Uncertain Health in an Insecure World – 19


Oil Price Shocks & Global Health – "Don’t Bring Me Down”


Oil prices are the world’s most volatile and geo-politically manipulated commodity.

In 1979, the overthrow of the Shah of Iran and the ascension of Ayatollah Khomeni quickly doubled global crude oil prices to a peak of US$39.50 per barrel.

Fast forward thirty-six years… On January 16, 2015, the spot market price of West Texas Intermediate (WTI) crude oil closed at a shocking low of US$48.69 per barrel!


A generation of oil exploration, gulf wars, climate change and global health crises later, the price of oil is less than $10 per barrel different… How can that be?
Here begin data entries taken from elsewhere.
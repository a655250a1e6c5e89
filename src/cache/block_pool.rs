//! Physical block pool for the KV cache.
//!
//! Manages a pre-sized memory region as a pool of fixed-size blocks.
//! The pool does exact free/used accounting and nothing else: no budget,
//! no policy. Allocation always hands out the lowest free indices first so
//! that block placement is deterministic.

use std::collections::{BTreeSet, HashSet};

use thiserror::Error;
use tracing::{debug, trace};

/// Index of a block within the pool.
pub type BlockId = usize;

#[derive(Error, Debug, Clone, PartialEq, Eq)]
pub enum PoolError {
    #[error("Out of KV cache blocks: requested {requested}, only {available} free")]
    OutOfBlocks { requested: usize, available: usize },

    #[error("Invalid release: block {block_id} is not owned by a request")]
    InvalidRelease { block_id: BlockId },

    #[error("Block pool has not been initialized")]
    NotInitialized,

    #[error("Block pool has already been initialized")]
    AlreadyInitialized,

    #[error("Invalid pool configuration: {0}")]
    InvalidConfig(String),
}

/// Fixed inventory of KV cache blocks.
#[derive(Debug)]
pub struct BlockPool {
    /// Tokens per block.
    block_size: usize,

    /// Total number of blocks, including the null block.
    total_blocks: usize,

    /// Free block indices, ordered so the lowest index is handed out first.
    free_blocks: BTreeSet<BlockId>,

    /// Block indices owned by a request (and the null block).
    used_blocks: HashSet<BlockId>,

    /// Block withdrawn at construction to back placeholder tables.
    null_block: BlockId,
}

impl BlockPool {
    /// Create a pool of `num_blocks` blocks holding `block_size` tokens each.
    ///
    /// One block is withdrawn immediately and kept as the shared null block,
    /// so the usable capacity is `num_blocks - 1`.
    pub fn new(num_blocks: usize, block_size: usize) -> Result<Self, PoolError> {
        if num_blocks == 0 {
            return Err(PoolError::InvalidConfig(
                "num_blocks must be at least 1 (one block is reserved)".to_string(),
            ));
        }
        if block_size == 0 {
            return Err(PoolError::InvalidConfig(
                "block_size must be greater than 0".to_string(),
            ));
        }

        let mut pool = Self {
            block_size,
            total_blocks: num_blocks,
            free_blocks: (0..num_blocks).collect(),
            used_blocks: HashSet::with_capacity(num_blocks),
            null_block: 0,
        };

        debug!("Reserving null block from pool");
        let reserved = pool.allocate(1)?;
        pool.null_block = reserved[0];

        Ok(pool)
    }

    /// Allocate `n` blocks, lowest indices first.
    ///
    /// Fails without touching the pool if fewer than `n` blocks are free.
    pub fn allocate(&mut self, n: usize) -> Result<Vec<BlockId>, PoolError> {
        if !self.can_allocate(n) {
            return Err(PoolError::OutOfBlocks {
                requested: n,
                available: self.free_blocks.len(),
            });
        }

        let mut blocks = Vec::with_capacity(n);
        while blocks.len() < n {
            let Some(id) = self.free_blocks.pop_first() else {
                break;
            };
            self.used_blocks.insert(id);
            blocks.push(id);
        }

        trace!(count = n, free = self.free_blocks.len(), "Allocated blocks");
        Ok(blocks)
    }

    /// Return blocks to the free set.
    ///
    /// Every index is validated before any is moved, so a bad index leaves
    /// the pool untouched.
    pub fn release(&mut self, blocks: &[BlockId]) -> Result<(), PoolError> {
        let mut seen = HashSet::with_capacity(blocks.len());
        for &id in blocks {
            if id == self.null_block || !self.used_blocks.contains(&id) || !seen.insert(id) {
                return Err(PoolError::InvalidRelease { block_id: id });
            }
        }

        for &id in blocks {
            self.used_blocks.remove(&id);
            self.free_blocks.insert(id);
        }

        trace!(
            count = blocks.len(),
            free = self.free_blocks.len(),
            "Released blocks"
        );
        Ok(())
    }

    /// Tokens per block.
    pub fn block_size(&self) -> usize {
        self.block_size
    }

    /// Total blocks, including the null block.
    pub fn total_blocks(&self) -> usize {
        self.total_blocks
    }

    /// Blocks that requests can ever own.
    pub fn usable_blocks(&self) -> usize {
        self.total_blocks - 1
    }

    /// The shared placeholder block.
    pub fn null_block(&self) -> BlockId {
        self.null_block
    }

    pub fn num_free(&self) -> usize {
        self.free_blocks.len()
    }

    /// Used blocks, counting the null block.
    pub fn num_used(&self) -> usize {
        self.used_blocks.len()
    }

    /// Blocks currently owned by requests.
    pub fn num_allocated(&self) -> usize {
        self.used_blocks.len() - 1
    }

    pub fn is_free(&self, id: BlockId) -> bool {
        self.free_blocks.contains(&id)
    }

    pub fn is_used(&self, id: BlockId) -> bool {
        self.used_blocks.contains(&id)
    }

    /// Whether `n` blocks could be allocated right now.
    pub fn can_allocate(&self, n: usize) -> bool {
        self.free_blocks.len() >= n
    }

    /// Fraction of usable blocks owned by requests.
    pub fn utilization(&self) -> f64 {
        if self.usable_blocks() == 0 {
            return 0.0;
        }
        self.num_allocated() as f64 / self.usable_blocks() as f64
    }
}

#[cfg(test)]
mod tests {
    use super::*;

    #[test]
    fn test_new_withdraws_null_block() {
        let pool = BlockPool::new(9, 4).unwrap();
        assert_eq!(pool.total_blocks(), 9);
        assert_eq!(pool.usable_blocks(), 8);
        assert_eq!(pool.num_free(), 8);
        assert_eq!(pool.num_used(), 1);
        assert_eq!(pool.num_allocated(), 0);
        assert_eq!(pool.null_block(), 0);
        assert!(pool.is_used(0));
        assert!(!pool.is_free(0));
    }

    #[test]
    fn test_invalid_config() {
        assert!(matches!(
            BlockPool::new(0, 4),
            Err(PoolError::InvalidConfig(_))
        ));
        assert!(matches!(
            BlockPool::new(4, 0),
            Err(PoolError::InvalidConfig(_))
        ));
    }

    #[test]
    fn test_allocate_ascending() {
        let mut pool = BlockPool::new(9, 4).unwrap();
        assert_eq!(pool.allocate(3).unwrap(), vec![1, 2, 3]);

        pool.release(&[2]).unwrap();
        // Lowest free index is reused first.
        assert_eq!(pool.allocate(2).unwrap(), vec![2, 4]);
    }

    #[test]
    fn test_allocate_failure_is_atomic() {
        let mut pool = BlockPool::new(4, 4).unwrap();
        pool.allocate(2).unwrap();

        let err = pool.allocate(2).unwrap_err();
        assert_eq!(
            err,
            PoolError::OutOfBlocks {
                requested: 2,
                available: 1
            }
        );
        assert_eq!(pool.num_free(), 1);
        assert_eq!(pool.num_used(), 3);
        assert!(pool.is_free(3));
    }

    #[test]
    fn test_can_allocate_tracks_free_blocks() {
        let mut pool = BlockPool::new(4, 4).unwrap();
        assert!(pool.can_allocate(3));
        assert!(!pool.can_allocate(4));

        pool.allocate(2).unwrap();
        assert!(pool.can_allocate(1));
        assert!(!pool.can_allocate(2));
    }

    #[test]
    fn test_allocate_zero() {
        let mut pool = BlockPool::new(2, 4).unwrap();
        assert!(pool.allocate(0).unwrap().is_empty());
        assert_eq!(pool.num_free(), 1);
    }

    #[test]
    fn test_release_validates_before_mutating() {
        let mut pool = BlockPool::new(9, 4).unwrap();
        let blocks = pool.allocate(2).unwrap();

        // Block 7 was never allocated.
        let err = pool.release(&[blocks[0], 7]).unwrap_err();
        assert_eq!(err, PoolError::InvalidRelease { block_id: 7 });
        assert!(pool.is_used(blocks[0]));
        assert_eq!(pool.num_free(), 6);
    }

    #[test]
    fn test_release_rejects_duplicates_and_null_block() {
        let mut pool = BlockPool::new(9, 4).unwrap();
        let blocks = pool.allocate(1).unwrap();

        assert!(pool.release(&[blocks[0], blocks[0]]).is_err());
        assert!(pool.is_used(blocks[0]));

        assert_eq!(
            pool.release(&[pool.null_block()]),
            Err(PoolError::InvalidRelease { block_id: 0 })
        );
    }

    #[test]
    fn test_utilization() {
        let mut pool = BlockPool::new(5, 16).unwrap();
        assert_eq!(pool.utilization(), 0.0);

        pool.allocate(2).unwrap();
        assert!((pool.utilization() - 0.5).abs() < 1e-10);
    }

    #[test]
    fn test_single_block_pool_has_no_usable_blocks() {
        let mut pool = BlockPool::new(1, 4).unwrap();
        assert_eq!(pool.usable_blocks(), 0);
        assert_eq!(pool.utilization(), 0.0);
        assert!(pool.allocate(1).is_err());
        assert!(pool.allocate(0).is_ok());
    }
}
In late November 2014, Saudi Arabia’s oil minister Ali Al-Naimi said what his analysts had been signaling for weeks – high-priced oil production from shale and tar sands needed a market-based trimming. By December 31, 2014 the price of crude oil had cratered by -46%, to US$53.27 per barrel. Other notable Saudi-OPEC instigated oil price shocks followed price peaks in 1986 (falling -41% to US$15.04 per barrel over seven years), and again in 2008 (falling -55% to US$53.48 per barrel in just six months).

Like you, in January I gladly pumped gas into my car for less than US$3.00 per gallon for the first time since 2008, when then WHO Director-General Dr. Margaret Chan said, “We face a fuel crisis, a food crisis, a severe financial crisis, and a climate that has begun to change in ominous ways. All of these crises have global causes and global consequences. All have profound, and profoundly unfair, consequences for health…. The health sector had no say when the policies responsible for these crises were made. But health bears the brunt.”
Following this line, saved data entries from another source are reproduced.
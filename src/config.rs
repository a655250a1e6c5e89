//! Runtime configuration for block-budget.
//!
//! Configuration can be loaded from a JSON file or constructed programmatically.
//! Pool sizing, batch limits and the synthetic workload replayed by the binary
//! all live here.

use std::path::PathBuf;

use clap::Parser;
use serde::{Deserialize, Serialize};

/// Command-line arguments.
#[derive(Parser, Debug, Clone)]
#[command(
    name = "block-budget",
    about = "Replay a synthetic workload through the KV block allocator"
)]
pub struct Cli {
    /// Path to configuration file (JSON).
    #[arg(short, long, default_value = "config.json")]
    pub config: PathBuf,

    /// Maximum scheduling passes to run (overrides the config file).
    #[arg(long)]
    pub passes: Option<usize>,

    /// Enable verbose logging.
    #[arg(short, long)]
    pub verbose: bool,
}

/// Top-level configuration.
#[derive(Debug, Clone, Default, Serialize, Deserialize)]
#[serde(default)]
pub struct Config {
    /// Block pool sizing.
    pub pool: PoolConfig,

    /// Batch limits.
    pub scheduler: SchedulerConfig,

    /// Synthetic workload for the binary.
    pub workload: WorkloadConfig,
}

/// Block pool sizing.
#[derive(Debug, Clone, Serialize, Deserialize)]
#[serde(default)]
pub struct PoolConfig {
    /// Blocks in the pool, including the reserved null block.
    pub num_blocks: usize,

    /// Tokens per block.
    pub block_size: usize,
}

impl Default for PoolConfig {
    fn default() -> Self {
        Self {
            num_blocks: 1024,
            block_size: 16,
        }
    }
}

/// Per-pass batch limits.
#[derive(Debug, Clone, Serialize, Deserialize)]
#[serde(default)]
pub struct SchedulerConfig {
    /// Maximum requests in one batch.
    pub max_num_seqs: usize,

    /// Maximum new tokens in one batch.
    pub max_batched_tokens: usize,
}

impl Default for SchedulerConfig {
    fn default() -> Self {
        Self {
            max_num_seqs: 64,
            max_batched_tokens: 4096,
        }
    }
}

/// Synthetic workload replayed by the binary.
#[derive(Debug, Clone, Serialize, Deserialize)]
#[serde(default)]
pub struct WorkloadConfig {
    /// Number of requests submitted.
    pub num_requests: usize,

    /// Prompt length of every request.
    pub prompt_tokens: usize,

    /// Tokens generated per request.
    pub max_tokens: usize,

    /// Upper bound on scheduling passes.
    pub max_passes: usize,
}

impl Default for WorkloadConfig {
    fn default() -> Self {
        Self {
            num_requests: 128,
            prompt_tokens: 512,
            max_tokens: 128,
            max_passes: 10_000,
        }
    }
}

impl Config {
    /// Load configuration from a JSON file, falling back to defaults for missing fields.
    pub fn load(path: &std::path::Path) -> anyhow::Result<Self> {
        if path.exists() {
            let data = std::fs::read_to_string(path)?;
            let config: Config = serde_json::from_str(&data)?;
            Ok(config)
        } else {
            tracing::warn!("Config file not found at {:?}, using defaults", path);
            Ok(Config::default())
        }
    }

    /// Tokens the pool can hold once the null block is set aside.
    pub fn tokens_capacity(&self) -> usize {
        self.pool.num_blocks.saturating_sub(1) * self.pool.block_size
    }

    /// Tokens one workload request holds at completion.
    pub fn tokens_per_request(&self) -> usize {
        self.workload.prompt_tokens + self.workload.max_tokens
    }
}

#[cfg(test)]
mod tests {
    use super::*;

    #[test]
    fn test_default_config() {
        let cfg = Config::default();
        assert_eq!(cfg.pool.num_blocks, 1024);
        assert_eq!(cfg.pool.block_size, 16);
        assert_eq!(cfg.scheduler.max_num_seqs, 64);
    }

    #[test]
    fn test_tokens_capacity() {
        let mut cfg = Config::default();
        cfg.pool.num_blocks = 9;
        cfg.pool.block_size = 4;
        assert_eq!(cfg.tokens_capacity(), 32);

        cfg.pool.num_blocks = 0;
        assert_eq!(cfg.tokens_capacity(), 0);
    }

    #[test]
    fn test_tokens_per_request() {
        let mut cfg = Config::default();
        assert_eq!(cfg.tokens_per_request(), 640);
        assert!(cfg.tokens_per_request() <= cfg.tokens_capacity());

        cfg.pool.num_blocks = 9;
        cfg.pool.block_size = 4;
        assert!(cfg.tokens_per_request() > cfg.tokens_capacity());
    }

    #[test]
    fn test_partial_json_uses_defaults() {
        let cfg: Config = serde_json::from_str(r#"{"pool": {"num_blocks": 9}}"#).unwrap();
        assert_eq!(cfg.pool.num_blocks, 9);
        assert_eq!(cfg.pool.block_size, 16);
        assert_eq!(cfg.workload.max_tokens, 128);
    }
}
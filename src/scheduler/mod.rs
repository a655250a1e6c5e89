//! Scheduling driver for the block allocator.
//!
//! - [`batch`]: first-come-first-served batch planner that gates admission
//!   on budget reservations and commits cache growth after execution

pub mod batch;
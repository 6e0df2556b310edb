//! Policy engine for NanoClaw: who may talk to the agent, when it answers,
//! which tools it may use, and which persona it wears.
//!
//! Provides:
//! - **Schema**: the `policy.json` document
//! - **Engine**: pure evaluation of an actor against the document
//! - **Loader**: reading, writing, and bootstrapping the document

pub mod engine;
pub mod error;
pub mod loader;
pub mod matcher;
pub mod schema;

pub use engine::{ActorContext, PolicyDecision, PolicyEngine, ReplyVerdict, sender_aliases};
pub use error::PolicyError;
pub use loader::{ensure_policy_file, get_policy_path, load_policy, save_policy};
pub use schema::{Access, PolicyConfig, PolicyDefaults, PolicyRule, ReplyMode, RuleMatch, Scope};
I then drove 800 miles up the U.S. east coast listening to economic spinmeisters on the radio touting the benefits of falling crude oil prices on consumer prices and manufacturing costs.

What is the Uncertain Health in an Insecure World point, you ask?
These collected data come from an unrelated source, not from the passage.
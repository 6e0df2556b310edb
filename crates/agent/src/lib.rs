//! The NanoClaw agent loop.
//!
//! Each inbound message goes through:
//!
//! 1. **Policy**: access, reply rule, tool allowlist, persona
//! 2. **Fast path**: plain current-weather questions answered directly
//! 3. **Context**: system prompt + session history + the message
//! 4. **Provider/tool cycle**: tool calls run (or are refused) and their
//!    results fed back, until a text reply or the iteration cap
//! 5. **Reply**: saved to the session and published on the bus

pub mod context;
pub mod fast_path;
pub mod loop_runner;
pub mod policy_state;

pub use context::ContextBuilder;
pub use fast_path::{WeatherFastPath, extract_location, is_current_weather_query};
pub use loop_runner::{AgentLoop, CAP_FALLBACK, SYSTEM_FALLBACK, parse_origin};
pub use policy_state::{CounterSnapshot, PolicyCounters, PolicyState, SessionLocks};
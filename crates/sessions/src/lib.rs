//! Session storage for NanoClaw.
//!
//! Provides:
//! - **InMemorySessionStore**: process-lifetime storage (tests, ephemeral runs)
//! - **FileSessionStore**: one JSONL file per conversation under
//!   `~/.nanoclaw/sessions/`

pub mod file;
pub mod in_memory;

pub use file::FileSessionStore;
pub use in_memory::InMemorySessionStore;
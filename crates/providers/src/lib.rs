//! LLM Provider implementations for NanoClaw.
//!
//! All providers implement the `nanoclaw_core::Provider` trait.
//! The router selects the correct provider based on configuration.

pub mod openai_compat;
pub mod router;

pub use openai_compat::OpenAiCompatProvider;
pub use router::{ProviderRouter, build_from_config};
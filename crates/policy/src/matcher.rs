//! Rule matching against an actor.

use crate::engine::ActorContext;
use crate::schema::{RuleMatch, Scope};

/// Case-insensitive match of `value` against a pattern list where `*` is a
/// wildcard for any run of characters. An empty list matches everything.
pub fn matches_any(patterns: &[String], value: &str) -> bool {
    if patterns.is_empty() {
        return true;
    }
    let value = value.to_lowercase();
    patterns
        .iter()
        .any(|pattern| glob_match(&pattern.to_lowercase(), &value))
}

/// `*`-only glob. Both sides are expected to be normalized already.
pub fn glob_match(pattern: &str, text: &str) -> bool {
    if !pattern.contains('*') {
        return pattern == text;
    }

    let parts: Vec<&str> = pattern.split('*').collect();
    let (first, rest) = match parts.split_first() {
        Some(split) => split,
        None => return true,
    };
    let (last, middle) = match rest.split_last() {
        Some(split) => split,
        None => return pattern == text,
    };

    if !text.starts_with(first) {
        return false;
    }
    let mut remaining = &text[first.len()..];

    for part in middle.iter().filter(|p| !p.is_empty()) {
        match remaining.find(part) {
            Some(idx) => remaining = &remaining[idx + part.len()..],
            None => return false,
        }
    }

    remaining.ends_with(last)
}

impl RuleMatch {
    /// Whether every non-empty criterion holds for `actor`.
    pub fn matches(&self, actor: &ActorContext) -> bool {
        if !matches_any(&self.channels, &actor.channel) {
            return false;
        }
        if !matches_any(&self.chats, &actor.chat_id) {
            return false;
        }
        if !self.senders.is_empty()
            && !actor
                .identities()
                .any(|id| matches_any(&self.senders, id))
        {
            return false;
        }
        match self.scope {
            Some(Scope::Dm) => !actor.is_group,
            Some(Scope::Group) => actor.is_group,
            Some(Scope::Any) | None => true,
        }
    }
}
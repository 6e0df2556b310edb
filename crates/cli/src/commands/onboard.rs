//! `nanoclaw onboard`: First-time setup.

use nanoclaw_config::AppConfig;
use nanoclaw_policy::ensure_policy_file;

pub async fn run() -> Result<(), Box<dyn std::error::Error>> {
    let config_dir = AppConfig::config_dir();
    let config_path = AppConfig::config_path();

    println!("NanoClaw — First-Time Setup");
    println!("===========================\n");

    if !config_dir.exists() {
        std::fs::create_dir_all(&config_dir)?;
        println!("✅ Created config directory: {}", config_dir.display());
    } else {
        println!("  Config directory exists: {}", config_dir.display());
    }

    let config = if config_path.exists() {
        println!("  Config already exists: {}", config_path.display());
        AppConfig::load_from(&config_path)?
    } else {
        std::fs::write(&config_path, AppConfig::default_toml())?;
        println!("✅ Created config.toml at: {}", config_path.display());
        AppConfig::default()
    };

    let workspace_dir = config.workspace_dir();
    if !workspace_dir.exists() {
        std::fs::create_dir_all(&workspace_dir)?;
        println!("✅ Created workspace directory: {}", workspace_dir.display());
    }

    let identity_path = workspace_dir.join("IDENTITY.md");
    if !identity_path.exists() {
        std::fs::write(
            &identity_path,
            concat!(
                "# Identity\n\n",
                "You are NanoClaw, a helpful assistant reachable over chat.\n",
                "Keep replies short and suited to a chat window.\n",
            ),
        )?;
        println!("✅ Created IDENTITY.md");
    }

    let policy_path = config.policy_path();
    if ensure_policy_file(&policy_path)? {
        println!("✅ Created policy.json at: {}", policy_path.display());
    } else {
        println!("  Policy already exists: {}", policy_path.display());
    }

    let personas_dir = policy_path
        .parent()
        .map(|dir| dir.join("personas"))
        .unwrap_or_else(|| config_dir.join("personas"));
    std::fs::create_dir_all(&personas_dir)?;

    println!("\nNext steps:");
    println!("   1. Add your API key to {}", config_path.display());
    println!("   2. Adjust who may talk to the agent in {}", policy_path.display());
    println!("   3. Run: nanoclaw agent\n");

    Ok(())
}
//! `nanoclaw run`: Agent loop plus channels until Ctrl-C.

use std::sync::Arc;
use std::time::Duration;

use nanoclaw_channels::{ChannelManager, CliChannel};
use tracing::{info, warn};

use crate::runtime;

pub async fn run() -> Result<(), Box<dyn std::error::Error>> {
    let rt = runtime::build()?;
    let poll_interval = Duration::from_millis(rt.config.agent.poll_interval_ms);

    let mut manager = ChannelManager::new();
    manager.register(Arc::new(CliChannel::new()));
    let manager = Arc::new(manager);
    manager.start_all(rt.bus.clone()).await?;

    info!(channels = ?manager.names(), model = %rt.agent.model(), "NanoClaw running");

    let agent_task = {
        let agent = rt.agent.clone();
        tokio::spawn(async move { agent.run().await })
    };
    let dispatcher = {
        let manager = manager.clone();
        let bus = rt.bus.clone();
        tokio::spawn(async move { manager.run_dispatcher(bus, poll_interval).await })
    };

    tokio::signal::ctrl_c().await?;
    info!("Shutting down");

    rt.agent.stop();
    manager.stop_all().await;
    rt.bus.close().await;

    let grace = poll_interval + Duration::from_secs(5);
    for (name, task) in [("agent", agent_task), ("dispatcher", dispatcher)] {
        if tokio::time::timeout(grace, task).await.is_err() {
            warn!(task = name, "Task did not stop in time");
        }
    }

    let counters = rt.agent.policy_counters();
    info!(
        dropped_by_access = counters.dropped_by_access,
        dropped_by_reply = counters.dropped_by_reply,
        blocked_tool_call = counters.blocked_tool_call,
        "Policy counters"
    );
    Ok(())
}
The direct and indirect effects of irrational peaks and precipitous shocks in oil prices on global health may be less obvious than 2014’s other sentinel events, but are far more serious than Ebola (despite 8,429 deaths), the flu (and the 23% effective vaccine) and global warming (when the average temperature was +1.24oF higher than the 20-year average).

In rich countries, health care has been characterized as a “luxury good”, more readily purchasable as personal incomes and national standards of living rise. A 2013 study by Massachusetts Institute of Technology and University of Chicago economists analyzed the continual post-WWII rise in national health care spending as a percentage of GDP (tripling in the U.S., and rapidly growing in O.E.C.D. countries) in relationship to household incomes, market prices of oil, and local oil reserves. Their clever analysis of the elasticity of demand for health care purchases showed that rising income was unlikely to be the major driver of rising health care costs as a percentage of GDP.

What, then, is the cause?

Oil price shocks permanently damage personal income, and exert an unhealthy impact on public health spending in both oil-rich countries and oil-less jurisdictions.

As noted in Lancet at the time of the 2008 oil price shock, under-nutrition (mostly in poor countries) results in 35% of global child mortality and 11% of global disease burden. In 2009, the United Nations counted 1.02 billion undernourished people. Oil scarcity impacts food production quantity and pricing – oil is necessary for farm machinery, pesticide production, food transportation, etc. Sustainable agriculture & land ethics guru Fred Kirschenmann predicted that the end of cheap energy would force the redesign of the global food economy.

Massive global public health shocks are inevitable during this bio-fuel vulnerable food economy transition.

Increasingly expensive oil extraction from shale and tar sands – what the Saudis are currently pushing down on – inevitably drives up the cost of industrial food production, negatively impacting food security. Food insecurity has significant public health consequences. In 2010, the World Bank projected that a 35% food price increase would add 80 million undernourished people worldwide. This is well within the range of historical bio-fuel production related oil pricing peaks and shocks.

With the global population projected to exceed 9 billion by 2050, food insecurity will only worsen.
   
Jeff Lynne follows the 1979 Electric Light Orchestra (ELO) lyric, “Don’t bring me down”, with a strange word “….Brrruce!” Lynne’s original follow-on lyric was actually “….Groos!”, a Bavarian greeting that band members heard while recording their album in Munich. But the universally misheard mondegreen of “….Brrruce!” stuck in the final version of this ELO hit.

So, thirty-six years later, people hear what they want to… in music, and about oil shocks.

But in the Square, we are not so easily fooled by spinmeisters.

We understand that oil price shocks are bad for global health, even if the gas we pump is cheaper.


A wave of the honorable minister's oil wealthy hand bodes ill health.